Data for analysis START
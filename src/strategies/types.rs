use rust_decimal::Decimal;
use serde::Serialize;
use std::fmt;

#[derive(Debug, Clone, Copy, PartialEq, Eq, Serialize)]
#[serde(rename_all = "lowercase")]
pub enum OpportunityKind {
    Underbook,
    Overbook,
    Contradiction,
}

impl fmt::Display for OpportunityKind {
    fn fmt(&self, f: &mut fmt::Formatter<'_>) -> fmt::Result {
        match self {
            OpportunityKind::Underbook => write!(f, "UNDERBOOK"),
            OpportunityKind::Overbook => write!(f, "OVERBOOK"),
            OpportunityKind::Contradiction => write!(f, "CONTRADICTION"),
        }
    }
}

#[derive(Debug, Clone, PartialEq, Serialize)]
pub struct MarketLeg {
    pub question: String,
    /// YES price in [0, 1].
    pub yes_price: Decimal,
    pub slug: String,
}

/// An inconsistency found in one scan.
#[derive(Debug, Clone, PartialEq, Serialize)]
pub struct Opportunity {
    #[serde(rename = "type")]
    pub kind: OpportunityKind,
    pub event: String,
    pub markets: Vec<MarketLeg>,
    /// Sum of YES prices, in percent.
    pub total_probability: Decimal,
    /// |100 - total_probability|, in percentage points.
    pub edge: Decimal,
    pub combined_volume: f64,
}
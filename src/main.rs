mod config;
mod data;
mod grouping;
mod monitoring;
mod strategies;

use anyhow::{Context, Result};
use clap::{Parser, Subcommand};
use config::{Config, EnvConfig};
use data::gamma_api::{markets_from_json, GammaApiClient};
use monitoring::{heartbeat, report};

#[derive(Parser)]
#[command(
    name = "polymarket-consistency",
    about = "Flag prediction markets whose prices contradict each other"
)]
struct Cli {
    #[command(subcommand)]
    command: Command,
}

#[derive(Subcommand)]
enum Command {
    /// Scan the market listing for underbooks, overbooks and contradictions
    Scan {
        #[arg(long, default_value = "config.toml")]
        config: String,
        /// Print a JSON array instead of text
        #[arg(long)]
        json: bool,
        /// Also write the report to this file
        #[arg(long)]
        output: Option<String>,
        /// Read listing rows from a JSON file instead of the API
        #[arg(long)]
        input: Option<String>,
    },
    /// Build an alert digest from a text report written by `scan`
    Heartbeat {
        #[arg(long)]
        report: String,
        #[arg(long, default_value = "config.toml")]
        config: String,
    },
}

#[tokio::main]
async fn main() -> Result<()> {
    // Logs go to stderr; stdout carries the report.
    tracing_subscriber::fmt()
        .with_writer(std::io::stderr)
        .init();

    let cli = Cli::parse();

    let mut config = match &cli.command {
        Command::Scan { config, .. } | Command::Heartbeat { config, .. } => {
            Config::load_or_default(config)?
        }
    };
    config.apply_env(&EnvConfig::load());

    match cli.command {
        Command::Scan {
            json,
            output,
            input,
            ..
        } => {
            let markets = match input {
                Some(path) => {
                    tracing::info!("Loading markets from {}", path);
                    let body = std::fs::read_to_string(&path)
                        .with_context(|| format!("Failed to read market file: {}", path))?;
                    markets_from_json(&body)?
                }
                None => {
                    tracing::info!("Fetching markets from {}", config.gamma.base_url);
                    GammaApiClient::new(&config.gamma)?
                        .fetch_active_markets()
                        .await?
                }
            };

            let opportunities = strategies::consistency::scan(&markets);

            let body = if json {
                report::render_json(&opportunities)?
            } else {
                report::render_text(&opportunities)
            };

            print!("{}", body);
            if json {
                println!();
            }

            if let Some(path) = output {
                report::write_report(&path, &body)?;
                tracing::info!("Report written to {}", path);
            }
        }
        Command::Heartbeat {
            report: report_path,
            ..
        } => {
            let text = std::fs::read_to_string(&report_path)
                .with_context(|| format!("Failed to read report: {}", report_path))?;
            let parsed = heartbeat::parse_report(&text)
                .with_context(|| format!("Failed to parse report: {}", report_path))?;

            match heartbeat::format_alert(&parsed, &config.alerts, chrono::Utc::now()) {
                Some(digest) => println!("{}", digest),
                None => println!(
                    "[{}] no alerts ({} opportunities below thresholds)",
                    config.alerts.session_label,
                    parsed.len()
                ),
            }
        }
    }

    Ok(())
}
Data for analysis END
Task description: Show the lines above that have the word "input".

Reply:
        input: Option<String>,
            input,
            let markets = match input {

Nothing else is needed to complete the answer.